3. The high pressure PDC core bit for recharging well according to claim 2, characterized in that: A support rod (22) is fixedly connected to the middle of the bottom end of the mounting groove (20). One end of a top plate (23) is hinged to both sides of the top of the support rod (22). The top plate (23) is in contact with the support plate (17). A torsion spring (37) is provided between the top plate (23) and the support rod (22). The two ends of the torsion spring (37) are fixedly connected to the support rod (22) and the top plate (23) respectively.

4. The high pressure PDC core bit for recharging well according to claim 3, characterized in that: It also includes a disassembly component, which includes a rotating ring rotatably connected to the drill bit crown (2) and extending into the mounting hole (19). The rotating ring includes an inner rotating ring (24) and an outer rotating ring (25). The inner rotating ring (24) and the outer rotating ring (25) are fixedly connected by several fixing plates (26). The mounting groove (20) is located between the inner rotating ring (24) and the outer rotating ring (25). Both the inner rotating ring (24) and the outer rotating ring (25) are provided with a toggle element, which is used to push the connector (18) out from the connection hole (21).

5. A PDC coring bit for high-pressure drilling in reinjection wells according to claim 4, characterized in that: The actuating component includes a plurality of actuating blocks (27), which are fixedly connected circumferentially to the outer wall of the inner rotating ring (24) and the inner wall of the outer rotating ring (25). The side of the actuating block (27) away from the outer wall of the inner rotating ring (24) and the inner wall of the outer rotating ring (25) is an arc-shaped surface, which contacts the connector (18).

6. The PDC coring bit for high-pressure drilling in reinjection wells according to claim 2, characterized in that: The sealing element includes a first sealing ring (28) and a second sealing ring (29).

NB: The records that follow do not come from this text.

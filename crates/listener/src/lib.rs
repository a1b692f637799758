//! Deployhook HTTP surface.
//!
//! Binds one port and serves:
//!
//! | Route | Auth | Purpose |
//! |-------|------|---------|
//! | `GET /`, `GET /index.html` | none | HTML status page |
//! | `GET /status.json` | none | JSON map of repository → deployment status |
//! | `GET /healthz` | none | liveness probe |
//! | `POST /{repository-id}` | HMAC-SHA256 | webhook delivery |
//!
//! Any other GET is 404; any method other than GET or POST is 405.
//!
//! ## Webhook responses
//!
//! | Status | Meaning |
//! |--------|---------|
//! | 202 | accepted; deployment running in the background (async mode) |
//! | 200 | deployed (sync mode), or ignored because the push targets another branch |
//! | 500 | deployment command failed (sync mode) |
//! | 400 | signed body is not a valid push payload |
//! | 403 | signature missing or wrong |
//! | 404 | unknown repository |
//! | 413 | body larger than [`MAX_BODY_BYTES`] |
//! | 503 | a deployment for this repository is already running |
//!
//! ## Architectural Layer
//!
//! **Infrastructure.** HTTP routing, header extraction, and response encoding
//! live here. Every decision about whether and how to deploy is delegated to
//! [`coordinator::Deployer`].

mod error;
mod handlers;
mod page;

use std::future::Future;

use axum::extract::DefaultBodyLimit;
use axum::routing::{get, post};
use axum::Router;
use coordinator::Deployer;
use tokio::net::TcpListener;
use tower_http::trace::TraceLayer;

pub use error::ApiError;

/// Largest accepted webhook body.
pub const MAX_BODY_BYTES: usize = 1024 * 1024;

/// Builds the application router around a shared [`Deployer`].
pub fn router(deployer: Deployer) -> Router {
    Router::new()
        .route("/", get(handlers::status_page))
        .route("/index.html", get(handlers::status_page))
        .route("/status.json", get(handlers::status_feed))
        .route("/healthz", get(handlers::healthz))
        .route(
            "/{repository_id}",
            post(handlers::webhook).get(handlers::not_found),
        )
        .fallback(handlers::unmatched_path)
        .method_not_allowed_fallback(handlers::unmatched_method)
        .layer(DefaultBodyLimit::max(MAX_BODY_BYTES))
        .layer(TraceLayer::new_for_http())
        .with_state(deployer)
}

/// Serves the router on `listener` until `shutdown` resolves.
pub async fn serve<F>(listener: TcpListener, deployer: Deployer, shutdown: F) -> std::io::Result<()>
where
    F: Future<Output = ()> + Send + 'static,
{
    axum::serve(listener, router(deployer))
        .with_graceful_shutdown(shutdown)
        .await
}

#[cfg(test)]
#[path = "router_tests.rs"]
mod tests;
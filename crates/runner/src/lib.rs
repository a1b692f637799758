//! Deployhook command execution adapter.
//!
//! Implements the [`deploy::CommandRunner`] trait by running the configured
//! command line through `sh -c` with the repository checkout as the current
//! directory.
//!
//! ## Architectural Layer
//!
//! **Infrastructure.** Process spawning, stream wiring, and exit-status
//! decoding live here. The [`deploy`] crate sees only
//! [`deploy::CommandRunner`] and [`deploy::ExecutionOutcome`].
//!
//! ## Output
//!
//! The child's stdout and stderr are inherited from this process, so command
//! output lands in the service's own log stream. Nothing is captured and
//! nothing is returned to the webhook caller. Stdin is closed.

use std::path::Path;
use std::process::Stdio;
use std::time::Instant;

use async_trait::async_trait;
use deploy::{CommandRunner, ExecutionError, ExecutionOutcome};
use tokio::process::Command;
use tracing::debug;

/// Runs deployment commands through a POSIX shell.
#[derive(Debug, Clone)]
pub struct ShellCommandRunner {
    shell: String,
}

impl ShellCommandRunner {
    /// A runner using `sh`.
    pub fn new() -> Self {
        Self::with_shell("sh")
    }

    /// A runner using a specific shell binary, invoked as `<shell> -c <command>`.
    pub fn with_shell(shell: impl Into<String>) -> Self {
        Self {
            shell: shell.into(),
        }
    }
}

impl Default for ShellCommandRunner {
    fn default() -> Self {
        Self::new()
    }
}

#[async_trait]
impl CommandRunner for ShellCommandRunner {
    async fn run(
        &self,
        working_dir: &Path,
        command: &str,
    ) -> Result<ExecutionOutcome, ExecutionError> {
        let started = Instant::now();

        let mut child = Command::new(&self.shell)
            .arg("-c")
            .arg(command)
            .current_dir(working_dir)
            .stdin(Stdio::null())
            .stdout(Stdio::inherit())
            .stderr(Stdio::inherit())
            .spawn()
            .map_err(|source| ExecutionError::Spawn {
                working_dir: working_dir.to_path_buf(),
                source,
            })?;

        debug!(pid = child.id(), "Deployment command spawned");

        let status = child
            .wait()
            .await
            .map_err(|source| ExecutionError::Wait { source })?;

        Ok(ExecutionOutcome {
            exit_code: status.code(),
            duration: started.elapsed(),
        })
    }
}

#[cfg(test)]
#[path = "lib_tests.rs"]
mod tests;
use axum::body::Bytes;
use axum::extract::{Path, State};
use axum::http::{HeaderMap, Method, StatusCode};
use axum::response::{Html, IntoResponse, Response};
use axum::Json;
use coordinator::{Deployer, TriggerOutcome};
use deploy::{DeploymentRunId, StatusSnapshot, SIGNATURE_HEADER};
use serde::Serialize;
use serde_json::json;

use crate::page::render_status_page;
use crate::ApiError;

#[derive(Debug, Serialize)]
#[serde(rename_all = "camelCase")]
struct WebhookResponse {
    status: &'static str,
    run_id: DeploymentRunId,
}

pub(crate) async fn webhook(
    State(deployer): State<Deployer>,
    Path(repository_id): Path<String>,
    headers: HeaderMap,
    body: Bytes,
) -> Result<Response, ApiError> {
    let signature = headers
        .get(SIGNATURE_HEADER)
        .and_then(|value| value.to_str().ok());

    let outcome = deployer
        .handle_delivery(&repository_id, signature, &body)
        .await?;

    let response = match outcome {
        TriggerOutcome::Ignored => {
            (StatusCode::OK, Json(json!({ "status": "ignored" }))).into_response()
        }
        TriggerOutcome::Accepted { run_id } => accepted(StatusCode::ACCEPTED, "accepted", run_id),
        TriggerOutcome::Completed {
            run_id,
            success: true,
        } => accepted(StatusCode::OK, "deployed", run_id),
        TriggerOutcome::Completed {
            run_id,
            success: false,
        } => accepted(StatusCode::INTERNAL_SERVER_ERROR, "failed", run_id),
    };
    Ok(response)
}

fn accepted(code: StatusCode, status: &'static str, run_id: DeploymentRunId) -> Response {
    (code, Json(WebhookResponse { status, run_id })).into_response()
}

pub(crate) async fn status_feed(State(deployer): State<Deployer>) -> Json<StatusSnapshot> {
    Json(deployer.status())
}

pub(crate) async fn status_page(State(deployer): State<Deployer>) -> Html<String> {
    Html(render_status_page(deployer.registry(), &deployer.status()))
}

pub(crate) async fn healthz() -> &'static str {
    "ok"
}

pub(crate) async fn not_found() -> StatusCode {
    StatusCode::NOT_FOUND
}

/// No route matched the path at all.
pub(crate) async fn unmatched_path(method: Method) -> StatusCode {
    if method == Method::GET || method == Method::HEAD || method == Method::POST {
        StatusCode::NOT_FOUND
    } else {
        StatusCode::METHOD_NOT_ALLOWED
    }
}

/// The path matched a route that does not accept this method.
///
/// A POST to an informational path (`POST /status.json`) addresses a
/// repository that does not exist, so it is a 404 like any other unknown id.
pub(crate) async fn unmatched_method(method: Method) -> Response {
    if method == Method::POST {
        ApiError(deploy::DeployError::UnknownRepository {
            id: String::new(),
        })
        .into_response()
    } else if method == Method::GET || method == Method::HEAD {
        StatusCode::NOT_FOUND.into_response()
    } else {
        StatusCode::METHOD_NOT_ALLOWED.into_response()
    }
}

The first sealing ring (28) is fixedly connected to the outer wall of the support column (10). One end of the water supply channel (4) extends into the mounting hole (19). The second sealing ring (29) is fixedly connected to the outer wall of the water supply channel (4). The first sealing ring (28) and the second sealing ring (29) are in contact. A sealing gasket (30) is provided between the first sealing ring (28) and the second sealing ring (29). The sealing gasket (30) is fixedly connected to the first sealing ring (28).

7. A high pressure drilling PDC core bit for a recharging well according to claim 6, characterized in that: It also includes a third sealing ring (31) and a fourth sealing ring (32). The third sealing ring (31) is fixedly connected to the first sealing ring (28), and the fourth sealing ring (32) is fixedly connected to the second sealing ring (29). The bottom end of the third sealing ring (31) is fixedly connected to a first sealing ring (33), which has a circular cross-section. The top end of the fourth sealing ring (32) is fixedly connected to a second sealing ring (34), which has a C-shaped cross-section and is fitted onto the first sealing ring (33).

8. The high pressure drilling PDC core bit for recharge well according to claim 7, characterized in that: A third sealing ring (35) is also fixedly connected to the third sealing ring (31). The cross-section of the third sealing ring (35) is semi-circular. Sealing protrusions (36) are fixedly connected to both sides of the inner and outer walls of the second sealing ring (34). The sealing protrusions (36) are in contact with the outer wall of the first sealing ring (33) and the inner wall of the third sealing ring (35).